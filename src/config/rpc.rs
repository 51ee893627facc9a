//! RPC endpoint configuration for the injected wallet
//!
//! Supports multiple configuration methods following Ethereum ecosystem conventions:
//! 1. Per-chain env vars (ETH_RPC_URL, HOLESKY_RPC_URL, SEPOLIA_RPC_URL) - highest priority
//! 2. Provider API keys (ALCHEMY_API_KEY, INFURA_API_KEY) - builds URLs automatically
//! 3. Public RPC fallbacks - for testing only
//!
//! # Examples
//!
//! ```bash
//! # Option 1: Per-chain URLs
//! export SEPOLIA_RPC_URL="https://eth-sepolia.g.alchemy.com/v2/YOUR_KEY"
//!
//! # Option 2: Single provider API key
//! export ALCHEMY_API_KEY="YOUR_KEY"
//!
//! # Option 3: No env vars - uses public RPCs (rate limited, for testing only)
//! ```

use crate::network::chains;
use std::collections::HashMap;

/// RPC configuration for multiple chains
#[derive(Debug, Clone, Default)]
pub struct RpcConfig {
    /// RPC URLs indexed by chain ID
    urls: HashMap<u64, String>,
}

/// Environment variable names
mod env_vars {
    // Per-chain URLs (highest priority)
    pub const ETH_RPC_URL: &str = "ETH_RPC_URL";
    pub const HOLESKY_RPC_URL: &str = "HOLESKY_RPC_URL";
    pub const SEPOLIA_RPC_URL: &str = "SEPOLIA_RPC_URL";

    // Provider API keys
    pub const ALCHEMY_API_KEY: &str = "ALCHEMY_API_KEY";
    pub const INFURA_API_KEY: &str = "INFURA_API_KEY";
}

/// Public RPC endpoints (rate limited, for testing only)
mod public_rpcs {
    pub const MAINNET: &str = "https://eth.llamarpc.com";
    pub const HOLESKY: &str = "https://ethereum-holesky-rpc.publicnode.com";
    pub const SEPOLIA: &str = "https://ethereum-sepolia-rpc.publicnode.com";
}

impl RpcConfig {
    /// Create RPC config from environment variables
    pub fn from_env() -> Self {
        Self::from_lookup(|name| std::env::var(name).ok())
    }

    /// Create RPC config from an arbitrary variable lookup
    ///
    /// Priority:
    /// 1. Per-chain vars
    /// 2. ALCHEMY_API_KEY - builds URLs for all chains
    /// 3. INFURA_API_KEY - builds URLs for all chains
    /// 4. Public RPC fallbacks for anything still missing
    pub fn from_lookup(lookup: impl Fn(&str) -> Option<String>) -> Self {
        let mut urls = HashMap::new();

        let per_chain = [
            (env_vars::ETH_RPC_URL, chains::MAINNET),
            (env_vars::HOLESKY_RPC_URL, chains::HOLESKY),
            (env_vars::SEPOLIA_RPC_URL, chains::SEPOLIA),
        ];
        for (var, chain_id) in per_chain {
            if let Some(url) = lookup(var) {
                tracing::debug!(chain_id, "Using {} for chain", var);
                urls.insert(chain_id, url);
            }
        }

        if urls.is_empty() {
            if let Some(key) = lookup(env_vars::ALCHEMY_API_KEY) {
                tracing::info!("Building RPC URLs from ALCHEMY_API_KEY");
                urls.insert(
                    chains::MAINNET,
                    format!("https://eth-mainnet.g.alchemy.com/v2/{}", key),
                );
                urls.insert(
                    chains::HOLESKY,
                    format!("https://eth-holesky.g.alchemy.com/v2/{}", key),
                );
                urls.insert(
                    chains::SEPOLIA,
                    format!("https://eth-sepolia.g.alchemy.com/v2/{}", key),
                );
            }
        }

        if urls.is_empty() {
            if let Some(key) = lookup(env_vars::INFURA_API_KEY) {
                tracing::info!("Building RPC URLs from INFURA_API_KEY");
                urls.insert(
                    chains::MAINNET,
                    format!("https://mainnet.infura.io/v3/{}", key),
                );
                urls.insert(
                    chains::HOLESKY,
                    format!("https://holesky.infura.io/v3/{}", key),
                );
                urls.insert(
                    chains::SEPOLIA,
                    format!("https://sepolia.infura.io/v3/{}", key),
                );
            }
        }

        if !urls.contains_key(&chains::SEPOLIA) {
            tracing::warn!("No RPC configured for Sepolia, using public RPC (rate limited)");
        }
        urls.entry(chains::MAINNET)
            .or_insert_with(|| public_rpcs::MAINNET.to_string());
        urls.entry(chains::HOLESKY)
            .or_insert_with(|| public_rpcs::HOLESKY.to_string());
        urls.entry(chains::SEPOLIA)
            .or_insert_with(|| public_rpcs::SEPOLIA.to_string());

        Self { urls }
    }

    /// Create with explicit RPC URLs
    pub fn with_urls(urls: HashMap<u64, String>) -> Self {
        Self { urls }
    }

    /// Get RPC URL for a chain
    pub fn get(&self, chain_id: u64) -> Option<&str> {
        self.urls.get(&chain_id).map(|s| s.as_str())
    }

    /// Check if a chain is configured
    pub fn has_chain(&self, chain_id: u64) -> bool {
        self.urls.contains_key(&chain_id)
    }

    /// All configured chain IDs, ascending
    #[cfg(test)]
    pub(crate) fn chains(&self) -> Vec<u64> {
        let mut ids: Vec<u64> = self.urls.keys().copied().collect();
        ids.sort_unstable();
        ids
    }
}

#[cfg(test)]
mod tests {
    use super::*;

    fn lookup_from(pairs: &[(&str, &str)]) -> impl Fn(&str) -> Option<String> {
        let vars: HashMap<String, String> = pairs
            .iter()
            .map(|(k, v)| (k.to_string(), v.to_string()))
            .collect();
        move |name| vars.get(name).cloned()
    }

    #[test]
    fn test_public_rpc_fallbacks() {
        let config = RpcConfig::from_lookup(lookup_from(&[]));

        assert_eq!(config.get(chains::MAINNET), Some(public_rpcs::MAINNET));
        assert_eq!(config.get(chains::HOLESKY), Some(public_rpcs::HOLESKY));
        assert_eq!(config.get(chains::SEPOLIA), Some(public_rpcs::SEPOLIA));
        assert_eq!(
            config.chains(),
            vec![chains::MAINNET, chains::HOLESKY, chains::SEPOLIA]
        );
    }

    #[test]
    fn test_per_chain_var_wins_over_api_key() {
        let config = RpcConfig::from_lookup(lookup_from(&[
            (env_vars::SEPOLIA_RPC_URL, "https://custom.sepolia"),
            (env_vars::ALCHEMY_API_KEY, "key"),
        ]));

        assert_eq!(config.get(chains::SEPOLIA), Some("https://custom.sepolia"));
        // Alchemy is skipped once any per-chain URL is set
        assert_eq!(config.get(chains::HOLESKY), Some(public_rpcs::HOLESKY));
    }

    #[test]
    fn test_alchemy_key_builds_all_chains() {
        let config = RpcConfig::from_lookup(lookup_from(&[(env_vars::ALCHEMY_API_KEY, "abc")]));

        assert_eq!(
            config.get(chains::HOLESKY),
            Some("https://eth-holesky.g.alchemy.com/v2/abc")
        );
        assert_eq!(
            config.get(chains::SEPOLIA),
            Some("https://eth-sepolia.g.alchemy.com/v2/abc")
        );
    }

    #[test]
    fn test_get_returns_url() {
        let mut urls = HashMap::new();
        urls.insert(1, "https://custom.rpc".to_string());
        let config = RpcConfig::with_urls(urls);

        assert_eq!(config.get(1), Some("https://custom.rpc"));
        assert_eq!(config.get(999), None);
        assert!(!config.has_chain(999));
    }
}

» **PROBLEM TO SOLVE**
Give back exactly the lines of the listing above, starting with its first line and ending with the line that holds "- highest priority".

» **SOLUTION TO THIS PROBLEM**
filename src/config/rpc.rs
repository 51ee893627facc9a
//! RPC endpoint configuration for the injected wallet
//!
//! Supports multiple configuration methods following Ethereum ecosystem conventions:
//! 1. Per-chain env vars (ETH_RPC_URL, HOLESKY_RPC_URL, SEPOLIA_RPC_URL) - highest priority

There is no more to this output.